Norwegen 2007

  (29.Juni-8.August)

      Diesmal waren Karin und ich fast 6 Wochen in Norwegen. Die ersten 2 Wochen waren noch 3 andere Paare unseres Kletterklubs mit von der Partie, aber im Nisser- und Fyresdal war in dieser Zeit so ausgeprägtes Schmuddelwetter, wie wir es auf unseren bisherigen Norwegenreisen noch nicht erlebt hatten. Die anderen gaben schließlich auf und fuhren vorzeitig nach Hause. Wir zwei Unverzagten aber fuhren auf der Suche nach besserem Wetter gen Norden.
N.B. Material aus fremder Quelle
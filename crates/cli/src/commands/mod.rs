//! CLI subcommands.

pub mod migrate;
pub mod operator;

use secrecy::SecretString;

/// Errors shared by commands that talk to the database.
#[derive(Debug, thiserror::Error)]
pub enum CommandError {
    /// Required environment variable is missing.
    #[error("Missing environment variable: {0}")]
    MissingEnvVar(&'static str),

    /// Database connection error.
    #[error("Database error: {0}")]
    Database(#[from] sqlx::Error),

    /// Migration failed.
    #[error("Migration error: {0}")]
    Migration(#[from] sqlx::migrate::MigrateError),

    /// Configuration could not be loaded.
    #[error("Configuration error: {0}")]
    Config(#[from] storekeep_api::config::ConfigError),

    /// Argon2 parameters were rejected.
    #[error("Invalid password hashing parameters: {0}")]
    PasswordHashing(String),

    /// Operator credentials were rejected.
    #[error("{0}")]
    Auth(#[from] storekeep_api::services::AuthError),

    /// Reading the password from stdin failed.
    #[error("Failed to read password: {0}")]
    Io(#[from] std::io::Error),
}

/// Database URL from `STOREKEEP_DATABASE_URL`, falling back to `DATABASE_URL`.
fn database_url() -> Result<SecretString, CommandError> {
    std::env::var("STOREKEEP_DATABASE_URL")
        .or_else(|_| std::env::var("DATABASE_URL"))
        .map(SecretString::from)
        .map_err(|_| CommandError::MissingEnvVar("STOREKEEP_DATABASE_URL"))
}
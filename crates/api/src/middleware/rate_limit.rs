//! Rate limiting for credential endpoints using governor and `tower_governor`.

use std::net::{IpAddr, SocketAddr};
use std::sync::Arc;

use axum::extract::ConnectInfo;
use axum::http::Request;
use governor::clock::QuantaInstant;
use governor::middleware::NoOpMiddleware;
use tower_governor::{GovernorError, GovernorLayer, governor::GovernorConfigBuilder};

/// Key extractor that prefers proxy headers and falls back to the peer
/// address.
///
/// The peer address is only available when the server is started with
/// `into_make_service_with_connect_info::<SocketAddr>()`.
#[derive(Clone, Copy)]
pub struct ClientIpKeyExtractor;

impl tower_governor::key_extractor::KeyExtractor for ClientIpKeyExtractor {
    type Key = IpAddr;

    fn extract<T>(&self, req: &Request<T>) -> Result<Self::Key, GovernorError> {
        let headers = req.headers();

        // X-Forwarded-For (first IP in the chain)
        if let Some(ip) = headers
            .get("x-forwarded-for")
            .and_then(|v| v.to_str().ok())
            .and_then(|s| s.split(',').next())
            .and_then(|s| s.trim().parse::<IpAddr>().ok())
        {
            return Ok(ip);
        }

        if let Some(ip) = headers
            .get("x-real-ip")
            .and_then(|v| v.to_str().ok())
            .and_then(|s| s.trim().parse::<IpAddr>().ok())
        {
            return Ok(ip);
        }

        req.extensions()
            .get::<ConnectInfo<SocketAddr>>()
            .map(|ConnectInfo(addr)| addr.ip())
            .ok_or(GovernorError::UnableToExtractKey)
    }
}

/// Rate limiter layer type for Axum.
pub type RateLimiterLayer =
    GovernorLayer<ClientIpKeyExtractor, NoOpMiddleware<QuantaInstant>, axum::body::Body>;

/// Create rate limiter for register/login: ~10 requests per minute per IP.
///
/// Configuration: 1 request every 6 seconds (replenish), burst of 5.
///
/// # Panics
///
/// This function will not panic. `per_second(6)` and `burst_size(5)` are
/// always accepted by `GovernorConfigBuilder`.
#[must_use]
pub fn auth_rate_limiter() -> RateLimiterLayer {
    let config = GovernorConfigBuilder::default()
        .key_extractor(ClientIpKeyExtractor)
        .per_second(6)
        .burst_size(5)
        .finish()
        .expect("rate limiter config with per_second(6) and burst_size(5) is valid");
    GovernorLayer::new(Arc::new(config))
}
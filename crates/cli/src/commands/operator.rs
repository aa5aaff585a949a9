//! Operator credential management.
//!
//! Operators authenticate with HTTP Basic and may write any catalog product.
//! The password is hashed with the Argon2 costs from `STOREKEEP_HASH_*`, the
//! same variables the server reads.
//!
//! # Usage
//!
//! ```bash
//! STOREKEEP_OPERATOR_PASSWORD=... sk-cli operator create -u ops
//! echo "$PASSWORD" | sk-cli operator create -u ops
//! sk-cli operator remove -u ops
//! ```
//!
//! # Environment Variables
//!
//! - `STOREKEEP_DATABASE_URL` (or `DATABASE_URL`) - `PostgreSQL` connection string
//! - `STOREKEEP_OPERATOR_PASSWORD` - Password for `create` (else read from stdin)

use std::io::BufRead;

use secrecy::{ExposeSecret, SecretString};

use storekeep_api::config::PasswordHashConfig;
use storekeep_api::db::{Repositories, create_pool};
use storekeep_api::services::{PasswordHasher, delete_operator, store_operator};

use super::{CommandError, database_url};

/// Create an operator or reset its password.
pub async fn create(username: &str) -> Result<(), CommandError> {
    dotenvy::dotenv().ok();

    let hasher = PasswordHasher::new(&PasswordHashConfig::from_env()?)
        .map_err(CommandError::PasswordHashing)?;
    let password = read_password()?;
    let repos = connect().await?;

    let operator = store_operator(
        repos.operators.as_ref(),
        &hasher,
        username,
        password.expose_secret(),
    )
    .await?;

    tracing::info!(
        "Operator ready! ID: {}, Username: {}",
        operator.id,
        operator.username
    );
    Ok(())
}

/// Remove an operator.
pub async fn remove(username: &str) -> Result<(), CommandError> {
    dotenvy::dotenv().ok();

    let repos = connect().await?;

    if delete_operator(repos.operators.as_ref(), username).await? {
        tracing::info!("Operator removed: {}", username);
    } else {
        tracing::warn!("No operator named {}", username);
    }
    Ok(())
}

async fn connect() -> Result<Repositories, CommandError> {
    let database_url = database_url()?;

    tracing::info!("Connecting to database...");
    let pool = create_pool(&database_url).await?;
    Ok(Repositories::postgres(pool))
}

fn read_password() -> Result<SecretString, CommandError> {
    if let Ok(password) = std::env::var("STOREKEEP_OPERATOR_PASSWORD") {
        return Ok(SecretString::from(password));
    }

    tracing::info!("Reading password from stdin...");
    let mut line = String::new();
    std::io::stdin().lock().read_line(&mut line)?;
    Ok(SecretString::from(
        line.trim_end_matches(['\r', '\n']).to_owned(),
    ))
}
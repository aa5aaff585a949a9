//! Business services.
//!
//! Services borrow repositories from [`crate::state::AppState`] and are cheap
//! to construct per request.

pub mod auth;
pub mod cart;
pub mod catalog;

pub use auth::{
    AccountUpdate, AuthError, AuthService, PasswordHasher, Registration, TokenIssuer,
    delete_operator, store_operator,
};
pub use cart::{CartError, CartService, CartView, reconcile};
pub use catalog::{CatalogError, CatalogService, ProductDraft};
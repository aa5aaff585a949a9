//! Bearer token issuing and verification (HS256 JWT).
//!
//! Every token names its signing key in the `kid` header. The active key signs
//! new tokens; previous keys are kept for verification only so that rotating
//! the secret does not log everyone out at once.

use std::collections::HashMap;

use jsonwebtoken::{Algorithm, DecodingKey, EncodingKey, Header, Validation};
use secrecy::ExposeSecret;
use serde::{Deserialize, Serialize};

use storekeep_core::{AccountId, Role};

use super::AuthError;
use crate::config::TokenConfig;
use crate::models::Account;

/// Claims carried by a bearer token.
#[derive(Debug, Clone, PartialEq, Eq, Serialize, Deserialize)]
pub struct Claims {
    /// Account ID.
    pub sub: AccountId,
    pub email: String,
    pub role: Role,
    /// Issued at (unix seconds).
    pub iat: i64,
    /// Expiry (unix seconds).
    pub exp: i64,
}

/// Signs and verifies bearer tokens.
pub struct TokenIssuer {
    key_id: String,
    encoding_key: EncodingKey,
    decoding_keys: HashMap<String, DecodingKey>,
    validation: Validation,
    ttl_secs: i64,
}

impl TokenIssuer {
    /// Build an issuer from configuration.
    #[must_use]
    pub fn new(config: &TokenConfig) -> Self {
        let active = &config.signing_key;
        let encoding_key = EncodingKey::from_secret(active.secret.expose_secret().as_bytes());

        let decoding_keys = config
            .previous_keys
            .iter()
            .chain(std::iter::once(active))
            .map(|key| {
                (
                    key.id.clone(),
                    DecodingKey::from_secret(key.secret.expose_secret().as_bytes()),
                )
            })
            .collect();

        let mut validation = Validation::new(Algorithm::HS256);
        validation.leeway = 0;
        validation.set_required_spec_claims(&["exp", "sub"]);

        Self {
            key_id: active.id.clone(),
            encoding_key,
            decoding_keys,
            validation,
            ttl_secs: i64::try_from(config.ttl.as_secs()).unwrap_or(i64::MAX),
        }
    }

    /// Issue a token for an account, valid from now for the configured TTL.
    ///
    /// # Errors
    ///
    /// Returns `AuthError::TokenIssue` if signing fails.
    pub fn issue(&self, account: &Account) -> Result<String, AuthError> {
        self.issue_at(account, chrono::Utc::now().timestamp())
    }

    fn issue_at(&self, account: &Account, now: i64) -> Result<String, AuthError> {
        let claims = Claims {
            sub: account.id,
            email: account.email.to_string(),
            role: account.role,
            iat: now,
            exp: now.saturating_add(self.ttl_secs),
        };

        let mut header = Header::new(Algorithm::HS256);
        header.kid = Some(self.key_id.clone());

        jsonwebtoken::encode(&header, &claims, &self.encoding_key)
            .map_err(|e| AuthError::TokenIssue(e.to_string()))
    }

    /// Verify a token and return its claims.
    ///
    /// # Errors
    ///
    /// Returns `AuthError::InvalidToken` if the token is malformed, names an
    /// unknown key, has a bad signature, or has expired.
    pub fn verify(&self, token: &str) -> Result<Claims, AuthError> {
        let header = jsonwebtoken::decode_header(token).map_err(|_| AuthError::InvalidToken)?;
        let key = header
            .kid
            .as_deref()
            .and_then(|kid| self.decoding_keys.get(kid))
            .ok_or(AuthError::InvalidToken)?;

        jsonwebtoken::decode::<Claims>(token, key, &self.validation)
            .map(|data| data.claims)
            .map_err(|e| {
                tracing::debug!(error = %e, "Rejected bearer token");
                AuthError::InvalidToken
            })
    }
}

#[cfg(test)]
#[allow(clippy::unwrap_used)]
mod tests {
    use std::time::Duration;

    use chrono::Utc;
    use secrecy::SecretString;

    use storekeep_core::Email;

    use super::*;
    use crate::config::SigningKey;

    fn key(id: &str, secret: &str) -> SigningKey {
        SigningKey {
            id: id.to_string(),
            secret: SecretString::from(secret),
        }
    }

    fn issuer(active: SigningKey, previous: Vec<SigningKey>) -> TokenIssuer {
        TokenIssuer::new(&TokenConfig {
            signing_key: active,
            previous_keys: previous,
            ttl: Duration::from_secs(3600),
        })
    }

    fn account() -> Account {
        let now = Utc::now();
        Account {
            id: AccountId::generate(),
            name: "Ann".to_string(),
            email: Email::parse("ann@example.com").unwrap(),
            role: Role::Retailer,
            cart: Vec::new(),
            created_at: now,
            updated_at: now,
        }
    }

    #[test]
    fn test_issue_and_verify() {
        let tokens = issuer(key("k1", "first-signing-secret"), Vec::new());
        let account = account();

        let claims = tokens.verify(&tokens.issue(&account).unwrap()).unwrap();
        assert_eq!(claims.sub, account.id);
        assert_eq!(claims.email, "ann@example.com");
        assert_eq!(claims.role, Role::Retailer);
        assert_eq!(claims.exp - claims.iat, 3600);
    }

    #[test]
    fn test_garbage_rejected() {
        let tokens = issuer(key("k1", "first-signing-secret"), Vec::new());
        assert!(matches!(
            tokens.verify("invalid.token.here"),
            Err(AuthError::InvalidToken)
        ));
        assert!(matches!(tokens.verify(""), Err(AuthError::InvalidToken)));
    }

    #[test]
    fn test_wrong_secret_rejected() {
        let a = issuer(key("k1", "secret-a-0123456789"), Vec::new());
        let b = issuer(key("k1", "secret-b-0123456789"), Vec::new());
        let token = a.issue(&account()).unwrap();
        assert!(matches!(b.verify(&token), Err(AuthError::InvalidToken)));
    }

    #[test]
    fn test_expired_token_rejected() {
        let tokens = issuer(key("k1", "first-signing-secret"), Vec::new());
        let token = tokens
            .issue_at(&account(), Utc::now().timestamp() - 7200)
            .unwrap();
        assert!(matches!(tokens.verify(&token), Err(AuthError::InvalidToken)));
    }

    #[test]
    fn test_previous_key_still_verifies_after_rotation() {
        let old = issuer(key("k1", "first-signing-secret"), Vec::new());
        let token = old.issue(&account()).unwrap();

        let rotated = issuer(
            key("k2", "second-signing-secret"),
            vec![key("k1", "first-signing-secret")],
        );
        assert!(rotated.verify(&token).is_ok());

        let fresh = rotated.issue(&account()).unwrap();
        let header = jsonwebtoken::decode_header(&fresh).unwrap();
        assert_eq!(header.kid.as_deref(), Some("k2"));
    }

    #[test]
    fn test_retired_key_rejected() {
        let old = issuer(key("k1", "first-signing-secret"), Vec::new());
        let token = old.issue(&account()).unwrap();

        let rotated = issuer(key("k2", "second-signing-secret"), Vec::new());
        assert!(matches!(
            rotated.verify(&token),
            Err(AuthError::InvalidToken)
        ));
    }
}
Erst kurz vor Trondheim wurde es etwas besser, doch kam es auch hier noch vor, dass es manchmal einen ganzen Tag ununterbrochen regnete. Zum Glück bestand unser neues Schlafauto, ein Kangoo von Renault mit vom Werk gelieferten Komfortbett, diesen Härtetest mit Auszeichnung. Wir lagen drei Mal den ganzen Tag im Bett, schliefen viel, lasen irgendwelche Bücher, aßen krümlige Leckerbissen und sahen uns durch die Fenster interessiert an, was draußen im Regen so alles passierte. Sehr erholsam.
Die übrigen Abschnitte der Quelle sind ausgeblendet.